If Trump wins, a majority of citizens, particularly in the cities and on the coasts, will literally lose their minds. The reality that the reviled Trump has been awarded a second term despite his ethical and legal problems may simply be too hard to swallow. We may see the type of street-level rage that we haven’t experienced since 1968. Only, this time, the country does not have the kind of cohesive political center to help keep the nation together in the crisis. A re-elected President Trump may be wholly unable to unite the fractured country and may simply turn to his leftist/fascist instincts to quell the unrest.

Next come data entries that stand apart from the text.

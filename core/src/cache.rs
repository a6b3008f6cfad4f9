use lru::LruCache;
use parking_lot::Mutex;
use std::hash::Hash;
use std::num::NonZeroUsize;

/// Capacity-bounded LRU map behind a single mutex. Every operation is atomic
/// with respect to the others on the same instance.
///
/// `get_or_try_insert_with` runs the computation outside the lock, so two
/// callers racing on a missing key may both compute; the last insert wins.
pub struct SyncLruCache<K, V> {
    inner: Mutex<LruCache<K, V>>,
}

impl<K: Hash + Eq, V: Clone> SyncLruCache<K, V> {
    /// A capacity of zero is bumped to one.
    pub fn new(capacity: usize) -> Self {
        let capacity = NonZeroUsize::new(capacity).unwrap_or(NonZeroUsize::MIN);
        Self { inner: Mutex::new(LruCache::new(capacity)) }
    }

    pub fn get(&self, key: &K) -> Option<V> {
        self.inner.lock().get(key).cloned()
    }

    pub fn put(&self, key: K, value: V) {
        self.inner.lock().put(key, value);
    }

    pub fn get_or_insert_with<F>(&self, key: K, compute: F) -> V
    where
        F: FnOnce() -> V,
    {
        if let Some(v) = self.get(&key) {
            return v;
        }
        let value = compute();
        self.put(key, value.clone());
        value
    }

    pub fn get_or_try_insert_with<F, E>(&self, key: K, compute: F) -> Result<V, E>
    where
        F: FnOnce() -> Result<V, E>,
    {
        if let Some(v) = self.get(&key) {
            return Ok(v);
        }
        let value = compute()?;
        self.put(key, value.clone());
        Ok(value)
    }

    pub fn len(&self) -> usize {
        self.inner.lock().len()
    }

    pub fn is_empty(&self) -> bool {
        self.len() == 0
    }

    pub fn capacity(&self) -> usize {
        self.inner.lock().cap().get()
    }

    pub fn clear(&self) {
        self.inner.lock().clear();
    }
}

The implications for investors should be fairly easy to envision. No matter what the political outcome, the chances that the nation will address its growing debt are likely zero. In fact, there has been virtually no discussion of debt from either political party since they both decided to scrap the debt-ceiling laws that required politicians to posture awkwardly every year. But the debt talk has died down just as the debt accumulation has gone into overdrive. Based on figures from the Congressional Budget Office, our annual deficit is estimated to pass $900 billion (in an apparently healthy economy), and the National debt has rocketed past $22 Trillion (U.S. Treasury Dept.). If we go into our long-delayed recession, our annual deficits could easily double or triple.
How will the government close a gap that large? Can the tax base double or triple to cover it, especially if we are in recession? Of course not. Taxes that high will surely squelch any economic activity. The only game in town may be the Federal Reserve, which can finance the exploding debt with a much bigger quantitative easing program than what has been previously attempted. In other words, the Fed would have to print trillions. In fact recent reporting suggests that the Fed’s attempt to significantly reduce the amount of debt it already holds on its balance sheet will be coming to an end very soon. The program, which was expanded last October to $50 billion monthly, was initially intended to last for many years, and to reduce the Fed’s holdings by at least $2 trillion. But it is now expected to be wound down this year, after slightly more than $500 billion has been retired. It may be that the Fed simply has come to understand that stimulus is a one-way street. Once created, it can never be removed.
So the new pile of debt will be stacked on top of the last one, and the next round may have to be so big and come on so rapidly that the entire edifice of debt may come crashing down. The result might cause a crisis of confidence in the U.S. dollar. After nearly 10 years of steady gains, the dollar could be uniquely vulnerable to declines. Once global investors realize that the Fed would have to embark on the greatest experiment in money creation ever attempted, they might abandon the dollar in droves and long-neglected currencies might finally rise against the dollar. Non-dollar markets might shine after years of operation in the shadows of strong U.S. market performance.